Reputation: 874
The context and the problem below are only examples that can help to visualize the question.
Context: Let's say that I'm continously generating random binary vectors G with length 1x64 (whose values are either 0 or 1).
Problem: I don't want to check vectors that I've already checked, so I want to create a kind of table that can identify what vectors are already generated before.
So, how can I identify each vector in an optimized way?
My first idea was to convert the binary vectors into decimal numbers. Due to the maximum length of the vectors, I would need 2^64 = 1.8447e+19
numbers to encode them. That's huge, so I need an alternative.
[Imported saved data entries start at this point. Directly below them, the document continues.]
use asset_vault::entities::cycle::ControlType;
use asset_vault::entities::cycle_attachment::{self, FileType};
use asset_vault::entities::vehicle_image;
use asset_vault::models::kinds::VehicleFileKind;
use asset_vault::services::reaper::FileReaper;
use chrono::Utc;
use sea_orm::{ActiveModelTrait, Set};

use crate::common::{date, upload, TestApp};

async fn share_vehicle_image(app: &TestApp, vehicle_id: i32, path: &str) -> vehicle_image::Model {
    vehicle_image::ActiveModel {
        vehicle_id: Set(vehicle_id),
        image: Set(path.to_string()),
        created_at: Set(Utc::now().naive_utc()),
        ..Default::default()
    }
    .insert(app.records().db())
    .await
    .unwrap()
}

#[tokio::test]
async fn last_reference_delete_removes_the_file() {
    let app = TestApp::spawn().await;
    let detail = app
        .vehicle("car-1", date(2024, 1, 1), &[(VehicleFileKind::Image, "a.png", b"a")])
        .await;
    let image = &detail.images[0];
    assert!(app.media_exists(&image.image));

    let summary = app
        .records()
        .delete_vehicle_file(VehicleFileKind::Image, image.id)
        .await
        .unwrap();
    assert_eq!(summary.rows, 1);
    assert_eq!(summary.files_removed, 1);
    assert!(!app.media_exists(&image.image));
}

#[tokio::test]
async fn shared_path_survives_until_last_row_goes() {
    let app = TestApp::spawn().await;
    let detail = app
        .vehicle("car-1", date(2024, 1, 1), &[(VehicleFileKind::Image, "a.png", b"a")])
        .await;
    let original = detail.images[0].clone();
    let other = app.vehicle("car-2", date(2024, 1, 1), &[]).await;
    let shared = share_vehicle_image(&app, other.vehicle.id, &original.image).await;

    let first = app
        .records()
        .delete_vehicle_file(VehicleFileKind::Image, original.id)
        .await
        .unwrap();
    assert_eq!(first.files_removed, 0);
    assert!(app.media_exists(&original.image));

    let second = app
        .records()
        .delete_vehicle_file(VehicleFileKind::Image, shared.id)
        .await
        .unwrap();
    assert_eq!(second.files_removed, 1);
    assert!(!app.media_exists(&original.image));
}

#[tokio::test]
async fn deleting_one_vehicle_keeps_a_path_another_still_uses() {
    let app = TestApp::spawn().await;
    let first = app
        .vehicle("car-1", date(2024, 1, 1), &[(VehicleFileKind::Image, "a.png", b"a")])
        .await;
    let path = first.images[0].image.clone();
    let second = app.vehicle("car-2", date(2024, 1, 1), &[]).await;
    share_vehicle_image(&app, second.vehicle.id, &path).await;

    let summary = app.records().delete_vehicle(first.vehicle.id).await.unwrap();
    assert_eq!(summary.files_removed, 0);
    assert!(app.media_exists(&path));

    let remaining = app.records().vehicle_detail(second.vehicle.id).await.unwrap();
    assert_eq!(remaining.images[0].image, path);
}

#[tokio::test]
async fn replacing_a_file_releases_the_old_path() {
    let app = TestApp::spawn().await;
    let detail = app
        .cycle(ControlType::Mutation, date(2024, 4, 1), "R-1", &[("old.jpg", b"old")])
        .await;
    let old = detail.attachments[0].clone();

    let replaced = app
        .records()
        .replace_attachment_file(old.id, upload("new.jpg", b"new"), Some(FileType::Video))
        .await
        .unwrap();

    assert_eq!(replaced.id, old.id);
    assert_eq!(replaced.file, "mutation/2024/04/01/R-1/new.jpg");
    assert_eq!(replaced.file_type, FileType::Video);
    assert!(!app.media_exists(&old.file));
    assert_eq!(std::fs::read(app.media_path(&replaced.file)).unwrap(), b"new");
}

#[tokio::test]
async fn replacing_a_shared_file_keeps_the_old_path() {
    let app = TestApp::spawn().await;
    let detail = app
        .cycle(ControlType::Mutation, date(2024, 4, 1), "R-1", &[("old.jpg", b"old")])
        .await;
    let old = detail.attachments[0].clone();
    let other = app
        .cycle(ControlType::Duplicata, date(2024, 4, 2), "R-2", &[])
        .await;
    cycle_attachment::ActiveModel {
        cycle_id: Set(other.cycle.id),
        file: Set(old.file.clone()),
        file_type: Set(FileType::Photo),
        created_at: Set(Utc::now().naive_utc()),
        ..Default::default()
    }
    .insert(app.records().db())
    .await
    .unwrap();

    app.records()
        .replace_attachment_file(old.id, upload("new.jpg", b"new"), None)
        .await
        .unwrap();
    assert!(app.media_exists(&old.file));
}

#[tokio::test]
async fn replacing_with_an_identical_name_keeps_both_files_distinct() {
    let app = TestApp::spawn().await;
    let detail = app
        .vehicle("car-1", date(2024, 1, 1), &[(VehicleFileKind::Document, "p.pdf", b"v1")])
        .await;
    let old = detail.documents[0].clone();

    let replaced = app
        .records()
        .replace_vehicle_file(VehicleFileKind::Document, old.id, upload("p.pdf", b"v2"))
        .await
        .unwrap();

    assert_ne!(replaced.path, old.document);
    assert!(!app.media_exists(&old.document));
    assert_eq!(std::fs::read(app.media_path(&replaced.path)).unwrap(), b"v2");
}

#[tokio::test]
async fn reaping_an_already_missing_file_reports_nothing_removed() {
    let app = TestApp::spawn().await;
    let detail = app
        .vehicle("car-1", date(2024, 1, 1), &[(VehicleFileKind::Wheel, "w.jpg", b"w")])
        .await;
    let wheel = detail.wheel_images[0].clone();
    std::fs::remove_file(app.media_path(&wheel.image)).unwrap();

    let reaper = FileReaper::new(app.records().db().clone(), app.records().storage().clone());
    assert!(!reaper.reap_deleted(&wheel).await);
}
I thought about using hexadecimal coding. In that case, if I'm not wrong, I would need nchoosek(16+16-1,16) = 300540195
elements, which is also huge.
So, there are better alternatives? For example, a kind of hash function that can identify that vectors without repeating values?
Upvotes: 2
Views: 280
Reputation: 10865
So you have 64 bit values (or vectors) and you need a data structure in order to efficiently check if a new value is already existing?
Hash sets or binary trees come to mind, depending on if ordering is important or not.
Matlab has a hash table in containers.Map.
Here is a example:
tic;
n = 1e5; % number of random elements
keys = uint64(rand(n, 1) * 2^64); % random uint64
% check and add key if not already existing (using a containers.Map)
map = containers.Map('KeyType', 'uint64', 'ValueType', 'logical');
for i = 1 : n
key = keys(i);
if ~isKey(map, key)
map(key) = true;
end
end
toc;
However, depending on why you really need that and when you really need to check, the Matlab function unique
might also be something for you.
Just throwing out duplicates once at the end like:
tic;
unique_keys = unique(keys);
toc;
is in this example 300 times faster than checking every time.
Upvotes: 1